At the same time, AI has gotten really good at making audio sound like someone else — a bit like magic. Models like coqui/XTTS-v2 can clone a voice with just six seconds of recording, turning anyone into a vocal chameleon faster than you can say “audio doppelgänger”. Although it caters to various use cases such as developing effective voice assistants or localization of content generated in multiple languages, it is also a bit scary because it could also fall into the category of audio deepfakes, messing with what’s real and what’s not.

So what could we talk about in this story?

In a nutshell, we want to assess the robustness of state-of-the-art voice recognition models and figure out if voice recognition can spot the difference between real and cloned voices.

Let’s dive in.

Voice recognition with TitaNet-L

There are plenty of open-source models capable of extracting embeddings from a voice. However, we opted for the TitaNet large model from NVIDIA because it’s not only small and fast but also performs very well.

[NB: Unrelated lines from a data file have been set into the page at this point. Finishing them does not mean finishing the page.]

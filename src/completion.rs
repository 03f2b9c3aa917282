//! Shell completion generation using clap_complete.

use anyhow::{Context, Result};
use clap::{Command, CommandFactory};
use clap_complete::{Shell as CompletionShell, generate, generate_to};
use std::{fs, io};

use crate::cli::{Cli, CompletionsArgs, Shell};

impl From<Shell> for CompletionShell {
    fn from(shell: Shell) -> Self {
        match shell {
            Shell::Bash => CompletionShell::Bash,
            Shell::Zsh => CompletionShell::Zsh,
            Shell::Fish => CompletionShell::Fish,
            Shell::PowerShell => CompletionShell::PowerShell,
            Shell::Elvish => CompletionShell::Elvish,
        }
    }
}

pub fn run(args: CompletionsArgs) -> Result<()> {
    let mut cmd: Command = Cli::command();
    let shell: CompletionShell = args.shell.into();

    if args.stdout {
        // Generate to stdout
        generate(shell, &mut cmd, "cmate", &mut io::stdout());
        return Ok(());
    }

    let dir = args
        .out_dir
        .ok_or_else(|| anyhow::anyhow!("--out-dir is required unless --stdout is set"))?;

    fs::create_dir_all(&dir).context("create --out-dir")?;
    let path = generate_to(shell, &mut cmd, "cmate", &dir).context("generate completion file")?;

    eprintln!("Wrote completion to {}", path.display());
    Ok(())
}
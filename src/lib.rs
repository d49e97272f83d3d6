pub mod broadcast;
pub mod build;
pub mod config;
pub mod error;
pub mod project;
pub mod watch;

use std::sync::Arc;

use anyhow::{Context as _, Result};

use broadcast::BroadcastHub;
use build::events::EventSink;
use build::BuildService;
use config::DaemonConfig;
use project::ProjectStore;
use watch::FileWatchDebouncer;

/// Shared application state handed to transport handlers and background
/// tasks.
#[derive(Clone)]
pub struct AppContext {
    pub config: Arc<DaemonConfig>,
    pub projects: Arc<ProjectStore>,
    pub builds: Arc<BuildService>,
    pub watcher: Arc<FileWatchDebouncer>,
    pub hub: Arc<BroadcastHub>,
    pub started_at: std::time::Instant,
}

impl AppContext {
    /// Wire the whole core: state store → event channel → queue dispatcher
    /// → broadcaster loop → file watcher (whose change callback feeds the
    /// queue).
    pub fn initialize(config: Arc<DaemonConfig>) -> Result<Self> {
        std::fs::create_dir_all(&config.projects_dir).with_context(|| {
            format!(
                "cannot create projects directory {}",
                config.projects_dir.display()
            )
        })?;

        let projects = Arc::new(ProjectStore::new(config.projects_dir.clone()));
        let hub = Arc::new(BroadcastHub::new());

        let (sink, events_rx) = EventSink::channel();
        broadcast::spawn_broadcaster(Arc::clone(&hub), events_rx);

        let builds = Arc::new(BuildService::start(
            Arc::clone(&projects),
            config.build.clone(),
            sink,
        ));

        // A debounced change enqueues a non-forced rebuild; the queue's
        // AlreadyBuilding/Cached triage absorbs multi-file bursts.
        let builds_for_watch = Arc::clone(&builds);
        let on_change: watch::ChangeCallback = Arc::new(move |session_id: &str| {
            let builds = Arc::clone(&builds_for_watch);
            let session_id = session_id.to_string();
            tokio::spawn(async move {
                builds.enqueue_build(&session_id, false).await;
            });
        });
        let watcher = Arc::new(FileWatchDebouncer::new(
            Arc::clone(&projects),
            config.debounce_window(),
            on_change,
        ));

        Ok(Self {
            config,
            projects,
            builds,
            watcher,
            hub,
            started_at: std::time::Instant::now(),
        })
    }

    /// Remove a session entirely: stop its watch, delete the project tree,
    /// and drop the build record. In-flight builds run to completion (or
    /// phase timeout) and will fail loudly against the missing tree.
    pub async fn delete_session(&self, session_id: &str) -> Result<()> {
        self.watcher.stop_watching(session_id);
        self.projects.delete_project(session_id).await?;
        self.builds.forget(session_id);
        Ok(())
    }

    /// Stop intake and watches. Running builds are not cancelled.
    pub fn shutdown(&self) {
        self.watcher.stop_all();
        self.builds.shutdown();
    }
}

In this section, we will delve into implementing and assessing voice recognition across multiple languages using TitaNet-L.

The Model

TitaNet-L (large) is a state-of-the-art neural network architecture specifically designed for voice recognition tasks. Developed by NVIDIA as part of their NeMo (NVIDIA Neural Modules) toolkit, TitaNet-L stands out for its remarkable efficiency and accuracy in processing voice data.

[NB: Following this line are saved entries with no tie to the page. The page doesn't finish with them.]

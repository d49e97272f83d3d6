use serde::Deserialize;
use std::path::{Path, PathBuf};
use tracing::warn;

const DEFAULT_PHASE_TIMEOUT_SECS: u64 = 300;
const DEFAULT_DEBOUNCE_MS: u64 = 1000;

fn default_install_command() -> Vec<String> {
    vec!["npm".into(), "install".into()]
}

fn default_build_command() -> Vec<String> {
    vec!["npm".into(), "run".into(), "build".into()]
}

// ─── BuildConfig ──────────────────────────────────────────────────────────────

/// Build pipeline configuration (`[build]` in config.toml).
///
/// Commands are argv vectors — first element is the binary. The defaults
/// drive an npm/Vite project; substitute your own tooling per deployment.
#[derive(Debug, Clone, Deserialize)]
#[serde(default)]
pub struct BuildConfig {
    /// Dependency installation command (phase 1). Default: `npm install`.
    pub install_command: Vec<String>,
    /// Project build command (phase 2). Default: `npm run build`.
    pub build_command: Vec<String>,
    /// Wall-clock budget per phase, in seconds (default: 300).
    /// A phase exceeding it is killed and the build ends in Error.
    pub phase_timeout_secs: u64,
}

impl Default for BuildConfig {
    fn default() -> Self {
        Self {
            install_command: default_install_command(),
            build_command: default_build_command(),
            phase_timeout_secs: DEFAULT_PHASE_TIMEOUT_SECS,
        }
    }
}

// ─── WatchConfig ──────────────────────────────────────────────────────────────

/// File watcher configuration (`[watch]` in config.toml).
#[derive(Debug, Clone, Deserialize)]
#[serde(default)]
pub struct WatchConfig {
    /// Debounce window in milliseconds (default: 1000). A burst of events
    /// to the same path collapses to one rebuild trigger, fired this long
    /// after the last event.
    pub debounce_ms: u64,
}

impl Default for WatchConfig {
    fn default() -> Self {
        Self {
            debounce_ms: DEFAULT_DEBOUNCE_MS,
        }
    }
}

// ─── TOML config file ─────────────────────────────────────────────────────────

/// `{data_dir}/config.toml` — all fields are optional overrides.
/// Priority: CLI / env var  >  TOML  >  built-in default.
#[derive(Deserialize, Default)]
struct TomlConfig {
    /// Root directory holding one project tree per session
    /// (default: `{data_dir}/projects`).
    projects_dir: Option<PathBuf>,
    /// Log level filter string, e.g. "debug", "info,previewd=trace" (default: "info").
    log: Option<String>,
    /// Log output format: "pretty" (default) | "json".
    log_format: Option<String>,
    build: Option<BuildConfig>,
    watch: Option<WatchConfig>,
}

// ─── DaemonConfig ─────────────────────────────────────────────────────────────

/// Resolved daemon configuration.
#[derive(Debug, Clone)]
pub struct DaemonConfig {
    pub data_dir: PathBuf,
    pub projects_dir: PathBuf,
    pub log: String,
    pub log_format: String,
    pub build: BuildConfig,
    pub watch: WatchConfig,
}

impl DaemonConfig {
    /// Resolve configuration from CLI overrides plus `{data_dir}/config.toml`.
    ///
    /// A missing config file is fine; a malformed one logs a warning and
    /// falls back to defaults rather than refusing to start.
    pub fn new(
        data_dir: Option<PathBuf>,
        projects_dir: Option<PathBuf>,
        log: Option<String>,
    ) -> Self {
        let data_dir = data_dir.unwrap_or_else(default_data_dir);
        let toml_cfg = load_toml(&data_dir.join("config.toml"));

        let projects_dir = projects_dir
            .or(toml_cfg.projects_dir)
            .unwrap_or_else(|| data_dir.join("projects"));

        Self {
            projects_dir,
            log: log
                .or(toml_cfg.log)
                .unwrap_or_else(|| "info".to_string()),
            log_format: toml_cfg
                .log_format
                .unwrap_or_else(|| "pretty".to_string()),
            build: toml_cfg.build.unwrap_or_default(),
            watch: toml_cfg.watch.unwrap_or_default(),
            data_dir,
        }
    }

    pub fn debounce_window(&self) -> std::time::Duration {
        std::time::Duration::from_millis(self.watch.debounce_ms)
    }
}

fn default_data_dir() -> PathBuf {
    std::env::var_os("HOME")
        .map(PathBuf::from)
        .unwrap_or_else(|| PathBuf::from("."))
        .join(".previewd")
}

fn load_toml(path: &Path) -> TomlConfig {
    match std::fs::read_to_string(path) {
        Ok(content) => match toml::from_str(&content) {
            Ok(cfg) => cfg,
            Err(e) => {
                warn!(path = %path.display(), err = %e, "malformed config.toml — using defaults");
                TomlConfig::default()
            }
        },
        Err(_) => TomlConfig::default(),
    }
}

This model is trained on vast amounts of speech data, enabling it to extract intricate features from voice inputs across various languages and accents. Its large size allows for comprehensive coverage of acoustic features, ensuring robust performance even in challenging audio environments.

TitaNet’s architecture. Source: https://docs.nvidia.com/nemo-framework/user-guide/latest/nemotoolkit/asr/speaker_recognition/models.html

One of the main advantages of TitaNet-L is its small footprint making it suitable for deployment on resource-constrained devices, opening up possibilities for real-time voice recognition applications. Moreover, the model is released with an Apache 2.0 license, granting users the freedom to modify, distribute, and sub-license the model as per their requirements.

To learn more about TitaNet-L and its specifications, you can visit the official page on the NVIDIA’s website catalog here.

Implementing voice recognition

Utilizing TitaNet-L for voice recognition is a straightforward process. Begin by computing the embeddings of two voice samples, then proceed to calculate their cosine similarity. The higher the similarity score, the more likely it is that the voices originate from the same user. Simple, right?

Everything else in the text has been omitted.